Algeria is naturally at odds with the GCC on many of these points. It is not a monarchy, and it is not financially dependent on the GCC. It remains hostile to Morocco and has long backed the Polisario Front. Add to that the pro-Palestinian stance not only of the Algerian leadership but the Algerian public as well. These issues place Algeria at odds with GCC interests.

Algeria views GCC support for Morocco as at odds with its own interests and stability, due to all the aforementioned issues. Algeria is unlikely to become overtly hostile to the GCC, but at the same time, there are too many conflicting interests for it to foster closer relations with the Gulf countries anytime soon.

Morocco-Algeria tensions primarily stem from a weak and distrustful bilateral relationship and regional competition, but they can be intensified by wider conflict and competition dynamics in the region. The two countries espouse contrasting foreign policies regarding regional questions. For example, Morocco’s decision to follow the UAE and Bahrain and agree to normalize relations with Israel in 2020 was wholeheartedly denounced by Algeria, a long-time advocate for the Palestinian cause. Algeria is fiercely anti-interventionist, a legacy from its traumatic experience with French colonialism and the war for independence, while Morocco prides itself on higher levels of foreign investment, tourism, and openness to the West. Algeria has huge oil and gas wealth, and immense mineral reserves, while Morocco has needed to pursue intensive economic diversification initiatives to maintain even moderate growth levels.

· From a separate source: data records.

//! HTTP handlers for the books module, mounted under `/api/books`.

use std::sync::Arc;

use axum::{
    extract::{
        rejection::{JsonRejection, PathRejection},
        Path, State,
    },
    routing::{get, put},
    Json, Router,
};
use bookshelf_http::error::{AppError, AppResult, ErrorResponse};
use serde_json::json;
use utoipa::OpenApi;

use super::models::{BookId, BookInput, BookView, BooksHealth};
use super::service::{CatalogError, CatalogService};

type Catalog = State<Arc<CatalogService>>;

#[derive(OpenApi)]
#[openapi(
    paths(list_books, add_book, get_book, borrow_book, return_book, health_check),
    components(schemas(BookInput, BookView, BooksHealth, ErrorResponse)),
    tags((name = "Books", description = "Catalog and borrow state"))
)]
pub struct BooksApi;

impl From<CatalogError> for AppError {
    fn from(err: CatalogError) -> Self {
        let message = err.to_string();
        match err {
            CatalogError::NotFound(_) | CatalogError::NotAvailable(_) => {
                AppError::not_found(message)
            }
            CatalogError::InvalidInput { missing } => {
                let details = missing
                    .iter()
                    .map(|field| json!({"field": field, "error": "required"}))
                    .collect();
                AppError::validation(details, message)
            }
            CatalogError::Store(store) => AppError::Internal(anyhow::Error::new(store)),
        }
    }
}

/// Router for the books module, bound to `service`.
pub fn router(service: Arc<CatalogService>) -> Router {
    Router::new()
        .route("/", get(list_books).post(add_book))
        .route("/health", get(health_check))
        .route("/{id}", get(get_book))
        .route("/{id}/borrow", put(borrow_book))
        .route("/{id}/return", put(return_book))
        .with_state(service)
}

fn book_id(path: Result<Path<BookId>, PathRejection>) -> AppResult<BookId> {
    path.map(|Path(id)| id)
        .map_err(|rejection| AppError::bad_request(rejection.body_text()))
}

/// List every book in insertion order
#[utoipa::path(
    get,
    path = "/",
    tag = "Books",
    responses(
        (status = 200, description = "List of books", body = Vec<BookView>),
        (status = 500, description = "Internal server error", body = ErrorResponse)
    )
)]
async fn list_books(State(service): Catalog) -> AppResult<Json<Vec<BookView>>> {
    Ok(Json(service.get_all_books()?))
}

/// Add a book to the catalog
#[utoipa::path(
    post,
    path = "/",
    tag = "Books",
    request_body = BookInput,
    responses(
        (status = 200, description = "Book created", body = BookView),
        (status = 400, description = "Missing title or author, or malformed body", body = ErrorResponse)
    )
)]
async fn add_book(
    State(service): Catalog,
    payload: Result<Json<BookInput>, JsonRejection>,
) -> AppResult<Json<BookView>> {
    let Json(input) = payload.map_err(|rejection| AppError::bad_request(rejection.body_text()))?;
    let book = service.add_book(input)?;
    Ok(Json(book.into()))
}

/// Fetch a single book
#[utoipa::path(
    get,
    path = "/{id}",
    tag = "Books",
    params(("id" = u64, Path, description = "Book identifier")),
    responses(
        (status = 200, description = "The book", body = BookView),
        (status = 404, description = "Book not found", body = ErrorResponse)
    )
)]
async fn get_book(
    State(service): Catalog,
    path: Result<Path<BookId>, PathRejection>,
) -> AppResult<Json<BookView>> {
    let book = service.get_by_id(book_id(path)?)?;
    Ok(Json(book.into()))
}

/// Mark an available book as borrowed
#[utoipa::path(
    put,
    path = "/{id}/borrow",
    tag = "Books",
    params(("id" = u64, Path, description = "Book identifier")),
    responses(
        (status = 200, description = "Book borrowed", body = BookView),
        (status = 404, description = "Book not found or already borrowed", body = ErrorResponse)
    )
)]
async fn borrow_book(
    State(service): Catalog,
    path: Result<Path<BookId>, PathRejection>,
) -> AppResult<Json<BookView>> {
    let book = service.borrow_book(book_id(path)?)?;
    Ok(Json(book.into()))
}

/// Mark a borrowed book as returned
#[utoipa::path(
    put,
    path = "/{id}/return",
    tag = "Books",
    params(("id" = u64, Path, description = "Book identifier")),
    responses(
        (status = 200, description = "Book returned", body = BookView),
        (status = 404, description = "Book not found or not borrowed", body = ErrorResponse)
    )
)]
async fn return_book(
    State(service): Catalog,
    path: Result<Path<BookId>, PathRejection>,
) -> AppResult<Json<BookView>> {
    let book = service.return_book(book_id(path)?)?;
    Ok(Json(book.into()))
}

/// Books health check
#[utoipa::path(
    get,
    path = "/health",
    tag = "Books",
    responses((status = 200, description = "Module is healthy", body = BooksHealth))
)]
async fn health_check(State(service): Catalog) -> AppResult<Json<BooksHealth>> {
    Ok(Json(BooksHealth {
        status: "ok".to_string(),
        books: service.count()?,
    }))
}
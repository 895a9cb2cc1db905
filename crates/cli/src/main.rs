use anyhow::Context;
use bookshelf_kernel::settings::Settings;
use clap::{Parser, Subcommand};

/// Bookshelf catalog service
#[derive(Debug, Parser)]
#[command(name = "bookshelf", version, about)]
struct Cli {
    #[command(subcommand)]
    command: Option<Command>,
}

#[derive(Debug, Subcommand)]
enum Command {
    /// Run the HTTP server (default)
    Serve {
        /// Override `server.host`
        #[arg(long)]
        host: Option<String>,
        /// Override `server.port`
        #[arg(long)]
        port: Option<u16>,
    },
    /// Print the effective settings as JSON
    Config,
    /// Print the merged OpenAPI document as JSON
    Openapi,
}

fn print_json(value: &impl serde::Serialize) -> anyhow::Result<()> {
    let rendered = serde_json::to_string_pretty(value).context("failed to render JSON")?;
    println!("{rendered}");
    Ok(())
}

#[tokio::main]
async fn main() -> anyhow::Result<()> {
    let cli = Cli::parse();

    let mut settings = Settings::load().with_context(|| "failed to load Bookshelf settings")?;
    bookshelf_telemetry::init(&settings.telemetry);

    match cli.command.unwrap_or(Command::Serve {
        host: None,
        port: None,
    }) {
        Command::Serve { host, port } => {
            if let Some(host) = host {
                settings.server.host = host;
            }
            if let Some(port) = port {
                settings.server.port = port;
            }
            tracing::info!(env = ?settings.environment, "bookshelf serve");
            bookshelf_app::run(&settings).await?;
        }
        Command::Config => print_json(&settings)?,
        Command::Openapi => {
            let registry = bookshelf_app::build_registry();
            print_json(&bookshelf_http::router::merged_openapi(&registry))?;
        }
    }

    Ok(())
}
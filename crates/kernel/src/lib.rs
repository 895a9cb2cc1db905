//! Core building blocks shared by every Bookshelf crate: layered settings,
//! the `Module` trait, and the registry that drives module lifecycles.

pub mod module;
pub mod registry;
pub mod settings;

pub use module::{InitCtx, Module};
pub use registry::ModuleRegistry;
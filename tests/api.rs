use axum::{
    body::Body,
    http::{Request, StatusCode},
    Router,
};
use bookshelf_kernel::{settings::Settings, InitCtx};
use http_body_util::BodyExt;
use serde_json::{json, Value};
use tower::ServiceExt;

async fn app() -> Router {
    let settings = Settings::default();
    let registry = bookshelf_app::build_registry();
    registry
        .init_modules(&InitCtx {
            settings: &settings,
        })
        .await
        .unwrap();
    bookshelf_http::build_router(&registry, &settings)
}

async fn call(app: &Router, method: &str, uri: &str, body: Option<Value>) -> (StatusCode, Value) {
    let mut request = Request::builder().method(method).uri(uri);
    let body = match body {
        Some(json) => {
            request = request.header("content-type", "application/json");
            Body::from(json.to_string())
        }
        None => Body::empty(),
    };

    let response = app
        .clone()
        .oneshot(request.body(body).unwrap())
        .await
        .unwrap();
    let status = response.status();
    let bytes = response.into_body().collect().await.unwrap().to_bytes();
    (status, serde_json::from_slice(&bytes).unwrap_or(Value::Null))
}

async fn add(app: &Router, title: &str) -> Value {
    let (status, body) = call(
        app,
        "POST",
        "/api/books",
        Some(json!({"title": title, "author": "Anon", "isbn": "000"})),
    )
    .await;
    assert_eq!(status, StatusCode::OK);
    body
}

#[tokio::test]
async fn books_are_listed_in_insertion_order() {
    let app = app().await;
    for title in ["A", "B", "C"] {
        add(&app, title).await;
    }

    let (status, body) = call(&app, "GET", "/api/books", None).await;
    assert_eq!(status, StatusCode::OK);

    let listed: Vec<(u64, String)> = body
        .as_array()
        .unwrap()
        .iter()
        .map(|b| (b["id"].as_u64().unwrap(), b["title"].as_str().unwrap().to_string()))
        .collect();
    assert_eq!(
        listed,
        vec![
            (1, "A".to_string()),
            (2, "B".to_string()),
            (3, "C".to_string())
        ]
    );
}

#[tokio::test]
async fn borrow_and_return_lifecycle() {
    let app = app().await;
    let created = add(&app, "Dune").await;
    assert_eq!(created["borrowed"], false);

    let (status, body) = call(&app, "PUT", "/api/books/1/borrow", None).await;
    assert_eq!(status, StatusCode::OK);
    assert_eq!(body["borrowed"], true);

    let (status, _) = call(&app, "PUT", "/api/books/1/borrow", None).await;
    assert_eq!(status, StatusCode::NOT_FOUND);

    let (status, body) = call(&app, "PUT", "/api/books/1/return", None).await;
    assert_eq!(status, StatusCode::OK);
    assert_eq!(body["borrowed"], false);

    let (status, _) = call(&app, "PUT", "/api/books/1/return", None).await;
    assert_eq!(status, StatusCode::NOT_FOUND);

    let (status, body) = call(&app, "GET", "/api/books/1", None).await;
    assert_eq!(status, StatusCode::OK);
    assert_eq!(
        body,
        json!({"id": 1, "title": "Dune", "author": "Anon", "isbn": "000", "borrowed": false})
    );
}

#[tokio::test]
async fn unknown_book_is_not_found_on_every_route() {
    let app = app().await;

    for (method, uri) in [
        ("GET", "/api/books/9999"),
        ("PUT", "/api/books/9999/borrow"),
        ("PUT", "/api/books/9999/return"),
    ] {
        let (status, body) = call(&app, method, uri, None).await;
        assert_eq!(status, StatusCode::NOT_FOUND, "{method} {uri}");
        assert_eq!(body["error"]["code"], "not_found");
        assert!(body["error"]["trace_id"].is_string());
    }
}

#[tokio::test]
async fn missing_title_is_rejected() {
    let app = app().await;
    let (status, body) = call(
        &app,
        "POST",
        "/api/books",
        Some(json!({"author": "Anon", "isbn": "1"})),
    )
    .await;

    assert_eq!(status, StatusCode::BAD_REQUEST);
    assert_eq!(body["error"]["details"], json!([{"field": "title", "error": "required"}]));

    let (_, listed) = call(&app, "GET", "/api/books", None).await;
    assert_eq!(listed, json!([]));
}

#[tokio::test]
async fn responses_carry_request_id() {
    let app = app().await;
    let response = app
        .oneshot(
            Request::builder()
                .uri("/api/books/health")
                .body(Body::empty())
                .unwrap(),
        )
        .await
        .unwrap();

    assert_eq!(response.status(), StatusCode::OK);
    assert!(response.headers().contains_key("x-request-id"));
}

#[tokio::test]
async fn openapi_document_contains_book_paths() {
    let app = app().await;
    let (status, spec) = call(&app, "GET", "/docs/openapi.json", None).await;

    assert_eq!(status, StatusCode::OK);
    assert!(spec["paths"]["/api/books"]["post"].is_object());
    assert!(spec["paths"]["/api/books/{id}/return"]["put"].is_object());
    assert!(spec["paths"]["/healthz"]["get"].is_object());
}
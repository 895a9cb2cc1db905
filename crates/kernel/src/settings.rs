use std::path::{Path, PathBuf};

use anyhow::{anyhow, Context};
use serde::{Deserialize, Serialize};

const DEFAULT_ENV: &str = "local";
const ENV_VAR_NAME: &str = "BOOKSHELF_ENV";
const CONFIG_DIR_ENV: &str = "BOOKSHELF_CONFIG_DIR";
const ENV_PREFIX: &str = "BOOKSHELF";

/// Deployment environment the application is running in.
#[derive(Debug, Clone, Deserialize, Serialize, PartialEq, Eq, Default)]
#[serde(rename_all = "lowercase")]
pub enum Environment {
    #[default]
    Local,
    Staging,
    Production,
}

impl std::str::FromStr for Environment {
    type Err = anyhow::Error;

    fn from_str(value: &str) -> Result<Self, Self::Err> {
        match value {
            "local" => Ok(Environment::Local),
            "staging" => Ok(Environment::Staging),
            "production" => Ok(Environment::Production),
            other => Err(anyhow!(
                "unsupported environment '{}'; expected local/staging/production",
                other
            )),
        }
    }
}

/// Top-level configuration structure loaded from layered sources.
#[derive(Debug, Clone, Deserialize, Serialize, Default)]
pub struct Settings {
    #[serde(default)]
    pub environment: Environment,
    #[serde(default)]
    pub server: ServerSettings,
    #[serde(default)]
    pub telemetry: TelemetrySettings,
    #[serde(default)]
    pub catalog: CatalogSettings,
}

impl Settings {
    /// Load configuration by layering `.env`, base file, and environment overlay.
    pub fn load() -> anyhow::Result<Self> {
        // Allow missing `.env` files without failing.
        let _ = dotenvy::dotenv();

        let environment = std::env::var(ENV_VAR_NAME).unwrap_or_else(|_| DEFAULT_ENV.to_string());
        let config_dir = match std::env::var(CONFIG_DIR_ENV) {
            Ok(dir) => PathBuf::from(dir),
            Err(_) => std::env::current_dir()
                .with_context(|| "unable to resolve current directory")?
                .join("config"),
        };

        Self::load_from(&config_dir, &environment)
    }

    /// Load configuration from `config_dir/base.toml`, then
    /// `config_dir/{environment}.toml`, then `BOOKSHELF_*` variables.
    ///
    /// Nested keys use a double underscore, e.g. `BOOKSHELF_SERVER__PORT`.
    pub fn load_from(config_dir: &Path, environment: &str) -> anyhow::Result<Self> {
        let parsed_environment: Environment = environment.parse()?;

        let base_path = config_dir.join("base.toml");
        let environment_path = config_dir.join(format!("{}.toml", environment));

        let builder = config::Config::builder()
            .add_source(config::File::from(base_path).required(false))
            .add_source(config::File::from(environment_path).required(false))
            .add_source(
                config::Environment::with_prefix(ENV_PREFIX)
                    .prefix_separator("_")
                    .separator("__"),
            );

        let cfg = builder
            .build()
            .with_context(|| "failed to build configuration")?;

        let mut settings: Settings = cfg
            .try_deserialize()
            .with_context(|| "failed to deserialize configuration")?;

        // The selected environment wins over whatever the files declare.
        settings.environment = parsed_environment;

        Ok(settings)
    }
}

#[derive(Debug, Clone, Deserialize, Serialize)]
pub struct ServerSettings {
    #[serde(default = "ServerSettings::default_host")]
    pub host: String,
    #[serde(default = "ServerSettings::default_port")]
    pub port: u16,
    #[serde(default = "ServerSettings::default_request_timeout_ms")]
    pub request_timeout_ms: u64,
}

impl ServerSettings {
    fn default_host() -> String {
        "0.0.0.0".to_string()
    }

    fn default_port() -> u16 {
        8080
    }

    fn default_request_timeout_ms() -> u64 {
        15000
    }

    /// `host:port` string suitable for binding a listener.
    pub fn bind_address(&self) -> String {
        format!("{}:{}", self.host, self.port)
    }
}

impl Default for ServerSettings {
    fn default() -> Self {
        Self {
            host: Self::default_host(),
            port: Self::default_port(),
            request_timeout_ms: Self::default_request_timeout_ms(),
        }
    }
}

#[derive(Debug, Clone, Deserialize, Serialize)]
pub struct TelemetrySettings {
    #[serde(default)]
    pub log_format: LogFormat,
    /// Fallback `EnvFilter` directive used when `RUST_LOG` is unset.
    #[serde(default = "TelemetrySettings::default_filter")]
    pub filter: String,
}

impl TelemetrySettings {
    fn default_filter() -> String {
        "info,tower_http=debug".to_string()
    }
}

impl Default for TelemetrySettings {
    fn default() -> Self {
        Self {
            log_format: LogFormat::Pretty,
            filter: Self::default_filter(),
        }
    }
}

#[derive(Debug, Clone, Deserialize, Serialize, PartialEq, Eq, Default)]
#[serde(rename_all = "lowercase")]
pub enum LogFormat {
    #[default]
    Pretty,
    Json,
}

/// Catalog bootstrap options.
#[derive(Debug, Clone, Deserialize, Serialize, Default)]
pub struct CatalogSettings {
    /// Books added to the catalog when the books module initializes.
    #[serde(default)]
    pub seed: Vec<SeedBook>,
}

#[derive(Debug, Clone, Deserialize, Serialize, PartialEq, Eq)]
pub struct SeedBook {
    pub title: String,
    pub author: String,
    #[serde(default)]
    pub isbn: String,
}
use async_trait::async_trait;
use axum::Router;

/// Context provided to modules during initialization
pub struct InitCtx<'a> {
    pub settings: &'a crate::settings::Settings,
}

/// Core module trait that all Bookshelf modules must implement
#[async_trait]
pub trait Module: Sync + Send {
    /// Unique name for this module
    fn name(&self) -> &'static str;

    /// Initialize the module with the provided context
    /// Called during application startup before the server is started
    async fn init(&self, _ctx: &InitCtx<'_>) -> anyhow::Result<()> {
        Ok(())
    }

    /// Return the Axum router for this module's routes
    /// Routes will be mounted under `/api/{module_name}`
    fn routes(&self) -> Router {
        Router::new()
    }

    /// Return OpenAPI specification fragment for this module as JSON
    /// Will be merged with other modules' specs
    fn openapi(&self) -> Option<serde_json::Value> {
        None
    }

    /// Start background tasks for this module
    async fn start(&self, _ctx: &InitCtx<'_>) -> anyhow::Result<()> {
        Ok(())
    }

    /// Stop the module and clean up resources
    /// Called during application shutdown
    async fn stop(&self) -> anyhow::Result<()> {
        Ok(())
    }
}
//! HTTP server facade for Bookshelf with Axum, error handling, and OpenAPI support.

use anyhow::Context;
use axum::Router;

use bookshelf_kernel::{settings::Settings, ModuleRegistry};

pub mod error;
pub mod router;

use router::RouterBuilder;

/// Start the HTTP server with the given module registry.
///
/// Returns once a shutdown signal has been received and in-flight requests
/// have drained.
pub async fn start_server(registry: &ModuleRegistry, settings: &Settings) -> anyhow::Result<()> {
    let address = settings.server.bind_address();
    tracing::info!("starting HTTP server on {}", address);

    let app = build_router(registry, settings);

    let listener = tokio::net::TcpListener::bind(&address)
        .await
        .with_context(|| format!("failed to bind to address {}", address))?;

    tracing::info!("HTTP server listening on http://{}", address);

    axum::serve(listener, app)
        .with_graceful_shutdown(shutdown_signal())
        .await
        .context("HTTP server failed")?;

    tracing::info!("HTTP server stopped");
    Ok(())
}

/// Build the main HTTP router with all module routes mounted
pub fn build_router(registry: &ModuleRegistry, settings: &Settings) -> Router {
    let mut router_builder =
        RouterBuilder::new().route("/healthz", axum::routing::get(health_check));

    for module in registry.modules() {
        let module_name = module.name();
        tracing::info!(
            module = module_name,
            "mounting module routes under /api/{}",
            module_name
        );
        router_builder = router_builder.mount_module(module_name, module.routes());
    }

    // Middleware wraps only the routes registered before it.
    router_builder
        .with_openapi(registry)
        .with_tracing()
        .with_cors()
        .with_request_id()
        .with_timeout(settings.server.request_timeout_ms)
        .build()
}

/// Health check endpoint
#[utoipa::path(
    get,
    path = "/healthz",
    tag = "health",
    responses(
        (status = 200, description = "Process is alive", body = String, content_type = "text/plain")
    )
)]
async fn health_check() -> &'static str {
    "ok"
}

/// Resolves on Ctrl-C, or SIGTERM on unix
async fn shutdown_signal() {
    let ctrl_c = async {
        if let Err(err) = tokio::signal::ctrl_c().await {
            tracing::error!(error = %err, "failed to listen for Ctrl-C");
        }
    };

    #[cfg(unix)]
    let terminate = async {
        match tokio::signal::unix::signal(tokio::signal::unix::SignalKind::terminate()) {
            Ok(mut signal) => {
                signal.recv().await;
            }
            Err(err) => {
                tracing::error!(error = %err, "failed to listen for SIGTERM");
                std::future::pending::<()>().await;
            }
        }
    };

    #[cfg(not(unix))]
    let terminate = std::future::pending::<()>();

    tokio::select! {
        _ = ctrl_c => {},
        _ = terminate => {},
    }

    tracing::info!("shutdown signal received");
}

GCC actors will be paying close attention to the diplomatic rift between the two countries to make sure it does not shift to more direct conflict that could further jeopardize regional stability and strategic Europe-Mediterranean-Africa market linkages. The Morocco-Algeria rift hurts Europe-Africa connectivity and regional economic cooperation in the Mediterranean. It could also lead to greater levels of regional turbulence.

Conclusion

In sum, GCC interests in North Africa are shaped primarily by a desire for political influence, stability, security, investment, and greater connectivity with European and African markets. More broadly, North African countries are a key economic gateway to strategic markets as well as a theater of great power and regional competition for political and economic influence.

The views presented in this article are those of the speaker or author and do not necessarily represent the views of DoD or its components.